The tourism lobby packed the Ted C. Collins municipal building and showed strong support for city council as they voted in the first reading of a local option tax called the TDF.

National “not for profit” records indicate the tourism lobby is the lowest wage paying and among the highest tax subsidized industries in America.  80% of the local option tax will go directly to the Myrtle Beach Area Chamber of Commerce.  Horry County is among the lowest wage paid counties in America.  The tourism lobby is the number one employer.  Dean told the Puerto Rican press that over $54 million in tax subsidies go to the lobby every year.

Former Myrtle Beach Area Chamber of Commerce C.E.O., Brad Dean told the council that no one cares about the Myrtle Beach Area Chamber of Commerce’s web analytics.  While those analytics do inform locals on:

  1. How much the Myrtle Beach Area Chamber pays for each lead it gets (as opposed to a national average)
  2. What hotels in what cities the visitors were most interested in
  3. What profile types of clients and from what cities the bulk of these visitors come from.
  4. What socio-economic data profile can be built on neighborhoods from those cities.

Mr.
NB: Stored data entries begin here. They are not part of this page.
mod common;

use std::cell::Cell;
use std::collections::{BTreeMap, BTreeSet};
use std::io;
use std::path::PathBuf;
use std::rc::Rc;
use std::time::Duration;

use common::{init_logging, FakeSession, FakeStore};
use pretty_assertions::assert_eq;
use trawler_core::{ItemIdentity, ItemOutcome, RecoveryOutcome};
use trawler_engine::{
    ArtifactStore, Clock, EngineConfig, EnumerationError, ItemEnumerator, ManualClock, Step, SurfaceError,
};

fn config() -> EngineConfig {
    EngineConfig::default_with_download_dir(PathBuf::from("downloads"))
}

/// Clicking the control finishes the transfer instantly.
fn instant_session(store: &Rc<FakeStore>, labels: &[&str]) -> FakeSession {
    let store = Rc::clone(store);
    FakeSession::new(labels).on_trigger(move |label| {
        let name = label.split(',').next().unwrap_or(label).trim();
        store.put(name, 42);
    })
}

fn names(ids: &[ItemIdentity]) -> Vec<&str> {
    ids.iter().map(ItemIdentity::as_str).collect()
}

#[test]
fn acquires_each_distinct_qualifying_item_once() {
    init_logging();
    let store = FakeStore::new();
    let clock = ManualClock::new();
    let config = config();
    let mut session = instant_session(
        &store,
        &[
            "a.zip, Compressed, 1 MB",
            "notes.txt, Text",
            "b.zip, Compressed",
            "a.zip, Compressed, copy",
            "c.zip",
        ],
    );

    let mut enumerator = ItemEnumerator::new(&mut session, &*store, &clock, &config);
    let report = enumerator.run().unwrap();

    assert_eq!(names(&report.accepted), vec!["a.zip", "b.zip", "c.zip"]);
    assert_eq!(report.stats.completed, 3);
    assert_eq!(report.stats.filtered, 1);
    assert_eq!(report.stats.duplicates, 1);
    assert_eq!(
        report.outcome_for("b.zip"),
        Some(&ItemOutcome::Completed { recoveries: 0 })
    );

    let triggered: Vec<String> = session.triggered.iter().flatten().cloned().collect();
    assert!(triggered.iter().all(|label| !label.starts_with("notes.txt")));
    assert_eq!(triggered.len(), 3);
    assert_eq!(session.refocused, 3);
}

#[test]
fn stops_ten_steps_after_the_label_stops_changing() {
    init_logging();
    let store = FakeStore::new();
    let clock = ManualClock::new();
    let config = config();
    let mut session = instant_session(&store, &["1.zip", "2.zip", "3.zip", "4.zip", "5.zip"]);

    let mut enumerator = ItemEnumerator::new(&mut session, &*store, &clock, &config);
    enumerator.run().unwrap();

    assert_eq!(enumerator.state().steps(), 15);
    drop(enumerator);
    assert_eq!(session.advances, 14);
}

#[test]
fn existing_local_file_is_not_triggered() {
    init_logging();
    let store = FakeStore::new();
    store.put("a.zip", 7);
    let clock = ManualClock::new();
    let config = config();
    let mut session = instant_session(&store, &["a.zip, Compressed"]);

    let mut enumerator = ItemEnumerator::new(&mut session, &*store, &clock, &config);
    let report = enumerator.run().unwrap();

    assert_eq!(report.outcome_for("a.zip"), Some(&ItemOutcome::AlreadyPresent));
    drop(enumerator);
    assert!(session.triggered.is_empty());
}

#[test]
fn trigger_failure_skips_item_and_continues() {
    init_logging();
    let store = FakeStore::new();
    let clock = ManualClock::new();
    let config = config();
    let mut session = instant_session(&store, &["a.zip", "b.zip"]);
    session.control_ready_on = None;

    let mut enumerator = ItemEnumerator::new(&mut session, &*store, &clock, &config);
    let report = enumerator.run().unwrap();

    assert_eq!(names(&report.accepted), vec!["a.zip", "b.zip"]);
    assert_eq!(report.stats.trigger_failed, 2);
    assert!(matches!(
        report.outcome_for("a.zip"),
        Some(ItemOutcome::TriggerFailed { .. })
    ));
}

#[test]
fn list_that_never_renders_aborts_the_run() {
    init_logging();
    let store = FakeStore::new();
    let clock = ManualClock::new();
    let config = config();
    let mut session = FakeSession::new(&["a.zip"]);
    session.rendered = false;

    let mut enumerator = ItemEnumerator::new(&mut session, &*store, &clock, &config);
    let err = enumerator.run().unwrap_err();

    assert_eq!(err, EnumerationError::ReadyTimeout(Duration::from_secs(300)));
    assert_eq!(clock.now(), Duration::from_secs(300));
    assert!(enumerator.report().accepted.is_empty());
}

#[test]
fn stale_reads_are_retried_without_losing_progress() {
    init_logging();
    let store = FakeStore::new();
    let clock = ManualClock::new();
    let config = config();
    let mut session = instant_session(&store, &["a.zip", "b.zip"]);
    session
        .read_errors
        .push_back(SurfaceError::Stale("row detached".to_string()));
    session
        .read_errors
        .push_back(SurfaceError::Stale("row detached".to_string()));

    let mut enumerator = ItemEnumerator::new(&mut session, &*store, &clock, &config);
    assert_eq!(enumerator.step(), Step::Continue);
    assert_eq!(enumerator.step(), Step::Continue);
    assert_eq!(enumerator.state().steps(), 0);

    let report = enumerator.run().unwrap();
    assert_eq!(names(&report.accepted), vec!["a.zip", "b.zip"]);
    assert_eq!(report.stats.read_failures, 2);
}

#[test]
fn lost_session_is_fatal_but_keeps_partial_report() {
    init_logging();
    let store = FakeStore::new();
    let clock = ManualClock::new();
    let config = config();
    let mut session = instant_session(&store, &["a.zip", "b.zip", "c.zip"]);
    session.lost_after_reads = Some(2);

    let mut enumerator = ItemEnumerator::new(&mut session, &*store, &clock, &config);
    let err = enumerator.run().unwrap_err();

    assert!(matches!(err, EnumerationError::SessionLost(_)));
    let report = enumerator.report();
    assert_eq!(names(&report.accepted), vec!["a.zip", "b.zip"]);
    assert_eq!(report.stats.completed, 2);
}

#[test]
fn lost_session_surfaces_as_fatal_step() {
    init_logging();
    let store = FakeStore::new();
    let clock = ManualClock::new();
    let config = config();
    let mut session = FakeSession::new(&["a.zip"]);
    session
        .read_errors
        .push_back(SurfaceError::SessionLost("connection refused".to_string()));

    let mut enumerator = ItemEnumerator::new(&mut session, &*store, &clock, &config);
    assert!(matches!(
        enumerator.step(),
        Step::Fatal(EnumerationError::SessionLost(_))
    ));
    assert_eq!(enumerator.state().steps(), 0);
}

#[test]
fn stalled_transfer_goes_through_status_view_until_budget_is_spent() {
    init_logging();
    let store = FakeStore::new();
    let clock = ManualClock::new();
    let mut config = config();
    config.monitor.stall_threshold = 1;
    config.monitor.max_recovery_attempts = Some(2);

    let transient_store = Rc::clone(&store);
    let mut session = FakeSession::new(&["big.zip, 4 GB"]).on_trigger(move |_| {
        transient_store.put("big.zip.crdownload", 1024);
    });

    let mut enumerator = ItemEnumerator::new(&mut session, &*store, &clock, &config);
    let report = enumerator.run().unwrap();

    assert_eq!(
        report.outcome_for("big.zip"),
        Some(&ItemOutcome::Failed {
            recoveries: 2,
            last_recovery: Some(RecoveryOutcome::NotFound),
        })
    );
    drop(enumerator);
    assert_eq!(session.status_opened, 2);
    assert!(!session.status_open);
}

/// Download that starts under a provisional name and is renamed to
/// `big.zip.crdownload` ten seconds later, then grows until it finalizes.
struct RenamingStore {
    clock: Rc<ManualClock>,
    started: Cell<Option<Duration>>,
}

impl RenamingStore {
    fn files(&self) -> BTreeMap<&'static str, u64> {
        let Some(start) = self.started.get() else {
            return BTreeMap::new();
        };
        let elapsed = (self.clock.now() - start).as_secs();
        match elapsed {
            0..10 => BTreeMap::from([("Unconfirmed 1.crdownload", 500)]),
            10..800 => BTreeMap::from([("big.zip.crdownload", 1000 * (elapsed / 10))]),
            _ => BTreeMap::from([("big.zip", 80_000)]),
        }
    }
}

impl ArtifactStore for RenamingStore {
    fn exists(&self, name: &str) -> bool {
        self.files().contains_key(name)
    }

    fn size_of(&self, name: &str) -> io::Result<Option<u64>> {
        Ok(self.files().get(name).copied())
    }

    fn entries(&self) -> io::Result<BTreeSet<String>> {
        Ok(self.files().keys().map(|name| name.to_string()).collect())
    }
}

#[test]
fn provisional_transfer_is_followed_after_rename() {
    init_logging();
    let clock = Rc::new(ManualClock::new());
    let store = Rc::new(RenamingStore {
        clock: Rc::clone(&clock),
        started: Cell::new(None),
    });
    let config = config();

    let hook_store = Rc::clone(&store);
    let hook_clock = Rc::clone(&clock);
    let mut session = FakeSession::new(&["big.zip, 80 KB"]).on_trigger(move |_| {
        hook_store.started.set(Some(hook_clock.now()));
    });

    let mut enumerator = ItemEnumerator::new(&mut session, &*store, &*clock, &config);
    let report = enumerator.run().unwrap();

    assert_eq!(
        report.outcome_for("big.zip"),
        Some(&ItemOutcome::Completed { recoveries: 0 })
    );
    drop(enumerator);
    assert_eq!(session.status_opened, 0);
}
Dean said results matter most, not raw and uncensored data.  The city of Myrtle Beach and the Myrtle Beach Area Chamber are currently fighting a FOIA by MyrtleBeachSC.com asking to see that raw data.

Local residents, who have asked for a public referendum, did address council.  Mayor Bethune responded that the last election was a public referendum.

One local resident Joe McVay, was not allowed to speak as he does not live in the city.  Resident Ann Dunham asked,”Is the Myrtle Beach Area Chamber going to hand out checks like they did in 2009?”

In 2009, most of city council, the then Mayor, and most among the local S.C. State delegation were each handed $24,000 in sequentially numbered cashiers checks by Brad Dean personally according to reports published in the Sun News at the time.

The TDF local option tax will have one more reading on Tuesday, April 10th.  The local option tax will then become an extended law that will expire in the year 2029.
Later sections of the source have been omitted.